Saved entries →
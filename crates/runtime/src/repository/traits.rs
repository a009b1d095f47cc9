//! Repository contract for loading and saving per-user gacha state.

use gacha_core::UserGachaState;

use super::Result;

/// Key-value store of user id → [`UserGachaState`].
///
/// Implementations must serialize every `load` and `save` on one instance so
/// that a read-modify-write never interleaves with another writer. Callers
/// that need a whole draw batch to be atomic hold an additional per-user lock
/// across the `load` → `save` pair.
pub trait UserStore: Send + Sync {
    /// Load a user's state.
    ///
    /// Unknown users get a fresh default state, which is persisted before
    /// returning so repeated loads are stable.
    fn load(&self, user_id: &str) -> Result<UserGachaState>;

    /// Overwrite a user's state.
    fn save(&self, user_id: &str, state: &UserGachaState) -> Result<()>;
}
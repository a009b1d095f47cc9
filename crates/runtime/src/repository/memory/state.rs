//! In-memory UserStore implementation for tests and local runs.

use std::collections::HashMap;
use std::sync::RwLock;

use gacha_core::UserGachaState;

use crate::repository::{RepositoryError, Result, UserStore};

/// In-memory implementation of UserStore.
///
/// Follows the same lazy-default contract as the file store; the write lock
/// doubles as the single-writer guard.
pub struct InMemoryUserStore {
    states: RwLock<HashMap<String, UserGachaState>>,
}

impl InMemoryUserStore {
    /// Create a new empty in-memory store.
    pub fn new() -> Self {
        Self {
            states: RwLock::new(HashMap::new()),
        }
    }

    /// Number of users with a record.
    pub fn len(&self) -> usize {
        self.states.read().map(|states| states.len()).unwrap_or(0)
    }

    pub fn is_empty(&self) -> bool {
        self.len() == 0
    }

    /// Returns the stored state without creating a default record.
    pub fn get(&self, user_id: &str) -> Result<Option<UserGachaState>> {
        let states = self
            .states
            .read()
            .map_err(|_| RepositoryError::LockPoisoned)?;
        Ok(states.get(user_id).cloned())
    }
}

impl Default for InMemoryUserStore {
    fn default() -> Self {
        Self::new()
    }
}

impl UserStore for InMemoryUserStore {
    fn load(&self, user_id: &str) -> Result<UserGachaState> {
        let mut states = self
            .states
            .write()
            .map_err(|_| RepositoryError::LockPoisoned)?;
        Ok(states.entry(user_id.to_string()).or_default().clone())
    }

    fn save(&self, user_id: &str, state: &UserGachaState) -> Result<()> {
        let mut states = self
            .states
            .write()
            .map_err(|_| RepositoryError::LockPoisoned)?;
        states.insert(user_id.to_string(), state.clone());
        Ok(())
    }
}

Work to be completed → Please print verbatim each line from the first line of the entries above to the line that contains "pub struct InMemoryUserStore", inclusive, and nothing more.

Output for this exercise →
filename crates/runtime/src/repository/traits.rs
repository a009b1d095f47cc9
//! Repository contract for loading and saving per-user gacha state.

use gacha_core::UserGachaState;

use super::Result;

/// Key-value store of user id → [`UserGachaState`].
///
/// Implementations must serialize every `load` and `save` on one instance so
/// that a read-modify-write never interleaves with another writer. Callers
/// that need a whole draw batch to be atomic hold an additional per-user lock
/// across the `load` → `save` pair.
pub trait UserStore: Send + Sync {
    /// Load a user's state.
    ///
    /// Unknown users get a fresh default state, which is persisted before
    /// returning so repeated loads are stable.
    fn load(&self, user_id: &str) -> Result<UserGachaState>;

    /// Overwrite a user's state.
    fn save(&self, user_id: &str, state: &UserGachaState) -> Result<()>;
}
repository a009b1d095f47cc9
filename crates/runtime/src/repository/memory/state.rs
//! In-memory UserStore implementation for tests and local runs.

use std::collections::HashMap;
use std::sync::RwLock;

use gacha_core::UserGachaState;

use crate::repository::{RepositoryError, Result, UserStore};

/// In-memory implementation of UserStore.
///
/// Follows the same lazy-default contract as the file store; the write lock
/// doubles as the single-writer guard.
pub struct InMemoryUserStore {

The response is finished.